Review: ANNAPURNA Unpacks Baggage to Tidy Old Messes
Photo by Patrick Huber

McConnell and Pierson are stellar in these roles, able to draw in their audience for a rollercoaster of intense emotional work that surely leaves them exhausted at the end of a performance. The hostility with which they interact is as strong as the gentleness, and their ability to shift between the two while also making the audience laugh is to be admired and celebrated. The grimy wood walls and brown curtains in Patrick Huber's naturalistic set design go a long way in rendering the depth of hopelessness in this place. Jenny Smith's prop design is similarly effective, making choices that reveal character among the many haphazard piles of clutter and filth. Kayla Dressman's costumes are thoughtfully age-, style-, and region-appropriate. Patrick Huber and Steven J. Miller's lighting design is cleverly used in the beginning to guide an audience to understand the nature of this relationship and the tone of the play. Jeff Roberts' sound design aptly communicates both the poignancy and humor.

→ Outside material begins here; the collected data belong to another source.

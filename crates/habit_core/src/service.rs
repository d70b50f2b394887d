use std::collections::HashMap;

use chrono::NaiveDate;
use parking_lot::RwLock;
use serde::{Deserialize, Serialize};
use tracing::{info, instrument, warn};

use crate::{
    calendar::DayCell,
    clock::{Clock, SystemClock},
    error::{HabitError, HabitResult},
    habit::{Habit, HabitFormData, HabitId, ToggleOutcome},
    store::{HabitStore, InMemoryHabitStore},
    tracker::HabitCompletionTracker,
};

#[derive(Debug, Clone, Copy, Serialize, Deserialize, PartialEq, Eq)]
#[serde(rename_all = "camelCase")]
pub struct HabitStats {
    pub total: usize,
    pub completed_today: usize,
    /// Share of habits completed today, as a rounded percentage.
    pub overall_progress: u32,
}

#[derive(Default)]
struct ServiceState {
    habits: Vec<Habit>,
    /// Last snapshot per habit that the store acknowledged.
    confirmed: HashMap<HabitId, Habit>,
}

impl ServiceState {
    fn replace_all(&mut self, habits: Vec<Habit>) {
        self.confirmed = habits
            .iter()
            .map(|habit| (habit.id.clone(), habit.clone()))
            .collect();
        self.habits = habits;
    }

    fn position(&self, id: &HabitId) -> HabitResult<usize> {
        self.habits
            .iter()
            .position(|habit| &habit.id == id)
            .ok_or_else(|| HabitError::NotFound(id.clone()))
    }

    fn confirm(&mut self, idx: usize, habit: Habit) {
        self.confirmed.insert(habit.id.clone(), habit.clone());
        self.habits[idx] = habit;
    }
}

/// Front door for screens: caches the habit list, applies toggles
/// optimistically and rolls back to the confirmed snapshot when the store
/// rejects a write.
pub struct HabitService {
    store: Box<dyn HabitStore>,
    tracker: HabitCompletionTracker<Box<dyn Clock>>,
    state: RwLock<ServiceState>,
}

pub struct HabitServiceBuilder {
    store: Option<Box<dyn HabitStore>>,
    clock: Option<Box<dyn Clock>>,
}

impl HabitServiceBuilder {
    pub fn new() -> Self {
        Self {
            store: None,
            clock: None,
        }
    }

    pub fn with_store(mut self, store: impl HabitStore + 'static) -> Self {
        self.store = Some(Box::new(store));
        self
    }

    pub fn with_clock(mut self, clock: impl Clock + 'static) -> Self {
        self.clock = Some(Box::new(clock));
        self
    }

    pub fn build(self) -> HabitResult<HabitService> {
        let service = HabitService {
            store: self
                .store
                .unwrap_or_else(|| Box::new(InMemoryHabitStore::new())),
            tracker: HabitCompletionTracker::new(
                self.clock.unwrap_or_else(|| Box::new(SystemClock)),
            ),
            state: RwLock::new(ServiceState::default()),
        };
        service.reload_all()?;
        Ok(service)
    }
}

impl Default for HabitServiceBuilder {
    fn default() -> Self {
        Self::new()
    }
}

impl HabitService {
    pub fn builder() -> HabitServiceBuilder {
        HabitServiceBuilder::new()
    }

    pub fn today(&self) -> NaiveDate {
        self.tracker.today()
    }

    /// Refetches every habit, drops completions dated after today and
    /// refreshes the derived fields.
    #[instrument(skip(self))]
    pub fn reload_all(&self) -> HabitResult<()> {
        let today = self.today();
        let mut habits = self.store.list()?;
        for habit in &mut habits {
            self.tracker.refresh(habit);
        }
        info!(count = habits.len(), %today, "habits loaded");
        self.state.write().replace_all(habits);
        Ok(())
    }

    pub fn habits(&self) -> Vec<Habit> {
        self.state.read().habits.clone()
    }

    pub fn get_habit(&self, id: &HabitId) -> HabitResult<Habit> {
        let state = self.state.read();
        let idx = state.position(id)?;
        Ok(state.habits[idx].clone())
    }

    #[instrument(skip(self, form), fields(name = %form.name))]
    pub fn create_habit(&self, form: HabitFormData) -> HabitResult<Habit> {
        let form = form.validate()?;
        let mut habit = self.store.create(form)?;
        self.tracker.refresh(&mut habit);
        let mut state = self.state.write();
        state.confirmed.insert(habit.id.clone(), habit.clone());
        state.habits.insert(0, habit.clone());
        info!(id = %habit.id, "habit created");
        Ok(habit)
    }

    /// Rewrites descriptive fields; the completion history is left alone.
    #[instrument(skip(self, form))]
    pub fn update_habit(&self, id: &HabitId, form: HabitFormData) -> HabitResult<Habit> {
        let form = form.validate()?;
        let mut state = self.state.write();
        let idx = state.position(id)?;
        let mut edited = state.habits[idx].clone();
        edited.apply_edit(form);
        let mut saved = self.store.save(&edited)?;
        self.tracker.refresh(&mut saved);
        state.confirm(idx, saved.clone());
        Ok(saved)
    }

    pub fn is_completed(&self, id: &HabitId, date: &str) -> HabitResult<bool> {
        self.tracker.is_completed(&self.get_habit(id)?, date)
    }

    pub fn is_future(&self, date: &str) -> HabitResult<bool> {
        self.tracker.is_future(date)
    }

    pub fn toggle_today(&self, id: &HabitId) -> HabitResult<(Habit, ToggleOutcome)> {
        self.toggle_on(id, self.today())
    }

    /// Toggles completion of `date` (canonical `YYYY-MM-DD`).
    #[instrument(skip(self))]
    pub fn toggle_completion(
        &self,
        id: &HabitId,
        date: &str,
    ) -> HabitResult<(Habit, ToggleOutcome)> {
        self.apply_toggle(id, |tracker, habit| tracker.toggled(habit, date))
    }

    #[instrument(skip(self))]
    pub fn toggle_on(
        &self,
        id: &HabitId,
        date: NaiveDate,
    ) -> HabitResult<(Habit, ToggleOutcome)> {
        self.apply_toggle(id, |tracker, habit| Ok(tracker.toggled_date(habit, date)))
    }

    /// Applies the toggle to the cached habit first, then persists it. The
    /// write lock is held across the store call so writes stay serialized.
    fn apply_toggle<F>(&self, id: &HabitId, toggle: F) -> HabitResult<(Habit, ToggleOutcome)>
    where
        F: FnOnce(
            &HabitCompletionTracker<Box<dyn Clock>>,
            &Habit,
        ) -> HabitResult<(Habit, ToggleOutcome)>,
    {
        let mut state = self.state.write();
        let idx = state.position(id)?;

        let (optimistic, outcome) = toggle(&self.tracker, &state.habits[idx])?;
        if !outcome.changed() {
            return Ok((optimistic, outcome));
        }
        state.habits[idx] = optimistic.clone();

        match self.store.save(&optimistic) {
            Ok(mut saved) => {
                self.tracker.refresh(&mut saved);
                state.confirm(idx, saved.clone());
                info!(?outcome, streak = saved.streak, "completion saved");
                Ok((saved, outcome))
            }
            Err(err) => {
                let rollback = state
                    .confirmed
                    .get(id)
                    .cloned()
                    .ok_or_else(|| HabitError::NotFound(id.clone()))?;
                warn!(%err, "save failed, reverting to confirmed snapshot");
                state.habits[idx] = rollback;
                Err(err)
            }
        }
    }

    pub fn month_cells(&self, id: &HabitId, year: i32, month: u32) -> HabitResult<Vec<DayCell>> {
        let habit = self.get_habit(id)?;
        self.tracker.visible_month_cells(&habit, year, month)
    }

    pub fn stats(&self) -> HabitStats {
        let state = self.state.read();
        let total = state.habits.len();
        let completed_today = state
            .habits
            .iter()
            .filter(|habit| habit.completed_today)
            .count();
        let overall_progress = if total == 0 {
            0
        } else {
            ((completed_today as f64 / total as f64) * 100.0).round() as u32
        };
        HabitStats {
            total,
            completed_today,
            overall_progress,
        }
    }

    /// Looks a habit up by id or, failing that, by case-insensitive name.
    pub fn resolve(&self, key: &str) -> HabitResult<HabitId> {
        let state = self.state.read();
        if let Some(habit) = state.habits.iter().find(|habit| habit.id.as_str() == key) {
            return Ok(habit.id.clone());
        }
        let matches: Vec<&Habit> = state
            .habits
            .iter()
            .filter(|habit| habit.name.eq_ignore_ascii_case(key.trim()))
            .collect();
        match matches.as_slice() {
            [single] => Ok(single.id.clone()),
            [] => Err(HabitError::NotFound(HabitId::new(key))),
            _ => Err(HabitError::validation(format!(
                "`{key}` matches {} habits, use an id",
                matches.len()
            ))),
        }
    }
}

Review: ANNAPURNA Unpacks Baggage to Tidy Old Messes
Photo by Patrick Huber

The script itself has a few plot holes that are messy and difficult to reconcile, however, life is a lot like that, so perhaps intentional. After the climax, which has the potential to be quite a lot more heightened, White's characters are left mostly unchanged, perhaps also a deliberate (but not conventional) structure. The dialogue is razor-sharp and poetic, too; the characters wholly believable and emotionally complex. The play does run for more than an hour and a half without an intermission, so if you grab a drink next door before the show, be advised! All said, it is a production that will make you feel something, and likely you'll also wonder what if . . ..

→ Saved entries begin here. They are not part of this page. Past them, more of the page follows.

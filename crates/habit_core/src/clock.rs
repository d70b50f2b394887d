use chrono::{Local, NaiveDate};

/// Source of "today". Every derivation takes the date explicitly; a clock is
/// only consulted at the service and tracker boundary.
pub trait Clock: Send + Sync {
    fn today(&self) -> NaiveDate;
}

/// Local calendar date of the running process.
#[derive(Debug, Clone, Copy, Default)]
pub struct SystemClock;

impl Clock for SystemClock {
    fn today(&self) -> NaiveDate {
        Local::now().date_naive()
    }
}

#[derive(Debug, Clone, Copy, PartialEq, Eq)]
pub struct FixedClock(pub NaiveDate);

impl Clock for FixedClock {
    fn today(&self) -> NaiveDate {
        self.0
    }
}

impl<C: Clock + ?Sized> Clock for Box<C> {
    fn today(&self) -> NaiveDate {
        (**self).today()
    }
}
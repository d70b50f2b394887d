use std::io::Write;
use std::path::PathBuf;

use anyhow::{Context, Result};
use chrono::{Datelike, NaiveDate};
use habit_core::{
    clock::{FixedClock, SystemClock},
    date::{format_date, month_title, parse_date, parse_month, shift_month},
    store::{HabitStore, JsonFileStore},
    Frequency, HabitError, HabitFormData, HabitService, ToggleOutcome,
};
use tracing::{debug, info};

use crate::cli::{Cli, Command};
use crate::render::{render_calendar, render_card, render_detail, render_stats};

#[derive(Clone, Debug, PartialEq, Eq)]
pub struct AppConfig {
    pub(crate) db_path: PathBuf,
    pub(crate) today: Option<NaiveDate>,
    pub(crate) seed_demo: bool,
}

impl AppConfig {
    pub fn from_env() -> Result<Self> {
        let mut config = Self::default();
        if let Ok(path) = std::env::var("HABIT_DB_PATH") {
            if !path.trim().is_empty() {
                config.db_path = PathBuf::from(path);
            }
        }
        if let Ok(today) = std::env::var("HABIT_TODAY") {
            let today = parse_date(today.trim()).context("HABIT_TODAY is not a valid date")?;
            config.today = Some(today);
        }
        if let Ok(flag) = std::env::var("HABIT_SEED_DEMO") {
            config.seed_demo = matches!(
                flag.trim().to_ascii_lowercase().as_str(),
                "1" | "true" | "yes" | "on"
            );
        }
        Ok(config)
    }

    /// Command-line flags take precedence over the environment.
    pub fn apply_cli(&mut self, cli: &Cli) -> Result<()> {
        if let Some(path) = &cli.db {
            self.db_path = path.clone();
        }
        if let Some(today) = &cli.today {
            self.today = Some(parse_date(today).context("--today is not a valid date")?);
        }
        Ok(())
    }

    pub fn with_db_path(mut self, path: impl Into<PathBuf>) -> Self {
        self.db_path = path.into();
        self
    }

    pub fn with_today(mut self, today: NaiveDate) -> Self {
        self.today = Some(today);
        self
    }

    pub fn with_seed_demo(mut self, seed_demo: bool) -> Self {
        self.seed_demo = seed_demo;
        self
    }
}

impl Default for AppConfig {
    fn default() -> Self {
        Self {
            db_path: PathBuf::from("habits.json"),
            today: None,
            seed_demo: false,
        }
    }
}

fn demo_habits() -> Vec<HabitFormData> {
    vec![
        HabitFormData::new("Drink Water")
            .with_description("Stay hydrated throughout the day")
            .with_goal(8)
            .with_unit("cup"),
        HabitFormData::new("Read").with_description("Read before bed"),
        HabitFormData::new("Workout").with_frequency(Frequency::Week),
    ]
}

pub fn build_service(config: &AppConfig) -> Result<HabitService> {
    let store = JsonFileStore::open(&config.db_path)
        .with_context(|| format!("unable to open {}", config.db_path.display()))?;
    if config.seed_demo && store.list()?.is_empty() {
        for form in demo_habits() {
            store.create(form)?;
        }
        info!(path = %config.db_path.display(), "seeded demo habits");
    }

    let builder = HabitService::builder().with_store(store);
    let builder = match config.today {
        Some(today) => {
            debug!(%today, "using fixed date");
            builder.with_clock(FixedClock(today))
        }
        None => builder.with_clock(SystemClock),
    };
    builder.build().context("failed to load habits")
}

pub fn run(config: AppConfig, command: Command, out: &mut dyn Write) -> Result<()> {
    info!(db = %config.db_path.display(), ?command, "running command");
    let service = build_service(&config)?;

    match command {
        Command::List => {
            let habits = service.habits();
            if habits.is_empty() {
                writeln!(out, "No habits yet. Add one with `habits add <name>`.")?;
            }
            for habit in &habits {
                writeln!(out, "{}", render_card(habit))?;
            }
        }
        Command::Add {
            name,
            description,
            frequency,
            goal,
            unit,
        } => {
            let mut form = HabitFormData::new(name)
                .with_description(description)
                .with_frequency(frequency)
                .with_unit(unit);
            if let Some(goal) = goal {
                form = form.with_goal(goal);
            }
            let habit = service.create_habit(form)?;
            writeln!(out, "Created {}", render_card(&habit))?;
        }
        Command::Edit {
            habit,
            name,
            description,
            frequency,
            goal,
            unit,
        } => {
            let id = service.resolve(&habit)?;
            let current = service.get_habit(&id)?;
            let mut form = HabitFormData {
                name: name.unwrap_or(current.name),
                description: description.unwrap_or(current.description),
                frequency: current.frequency,
                goal: current.goal,
                unit: unit.or(current.unit).unwrap_or_default(),
            };
            if let Some(frequency) = frequency {
                form = form.with_frequency(frequency);
            }
            if let Some(goal) = goal {
                form = form.with_goal(goal);
            }
            let habit = service.update_habit(&id, form)?;
            writeln!(out, "Updated\n{}", render_detail(&habit))?;
        }
        Command::Toggle { habit, date } => {
            let id = service.resolve(&habit)?;
            let date = date.unwrap_or_else(|| format_date(service.today()));
            let (habit, outcome) = match service.toggle_completion(&id, &date) {
                Ok(result) => result,
                Err(err @ HabitError::StoreUnavailable(_)) => {
                    return Err(err)
                        .context("change was not saved and has been reverted; try again");
                }
                Err(err) => return Err(err.into()),
            };
            match outcome {
                ToggleOutcome::Completed => writeln!(
                    out,
                    "✓ {} completed on {date} · {} day streak",
                    habit.name, habit.streak
                )?,
                ToggleOutcome::Cleared => writeln!(
                    out,
                    "○ {} cleared on {date} · {} day streak",
                    habit.name, habit.streak
                )?,
                ToggleOutcome::IgnoredFuture => {
                    writeln!(out, "{date} is in the future; nothing changed")?
                }
            }
        }
        Command::Check { habit, date } => {
            let id = service.resolve(&habit)?;
            let name = service.get_habit(&id)?.name;
            let date = date.unwrap_or_else(|| format_date(service.today()));
            if service.is_future(&date)? {
                writeln!(out, "{date} is in the future")?;
            } else if service.is_completed(&id, &date)? {
                writeln!(out, "✓ {name} done on {date}")?;
            } else {
                writeln!(out, "○ {name} not done on {date}")?;
            }
        }
        Command::Show {
            habit,
            month,
            prev,
            next,
        } => {
            let id = service.resolve(&habit)?;
            let habit = service.get_habit(&id)?;
            let (year, month) = match month {
                Some(selector) => parse_month(&selector)?,
                None => {
                    let today = service.today();
                    (today.year(), today.month())
                }
            };
            let (year, month) = shift_month(year, month, i32::from(next) - i32::from(prev))?;
            let cells = service.month_cells(&id, year, month)?;
            writeln!(out, "{}", render_detail(&habit))?;
            writeln!(out)?;
            writeln!(out, "{}", render_calendar(&month_title(year, month)?, &cells))?;
        }
        Command::Stats => {
            writeln!(out, "{}", render_stats(&service.stats()))?;
        }
    }
    Ok(())
}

Annapurna, directed by St. Louis Actors' Studio's Associate Artistic Director, Annamaria Pileggi, plays through March 1 at The Gaslight Theater. It is a story of escaping and of recovery and of epic moving words that (almost) never hit their intended mark. It is about paths taken and choices made that are not easily reversed. And it is about the ways people punish one another in an effort to protect themselves. For tickets and more information, http://stlas.org/.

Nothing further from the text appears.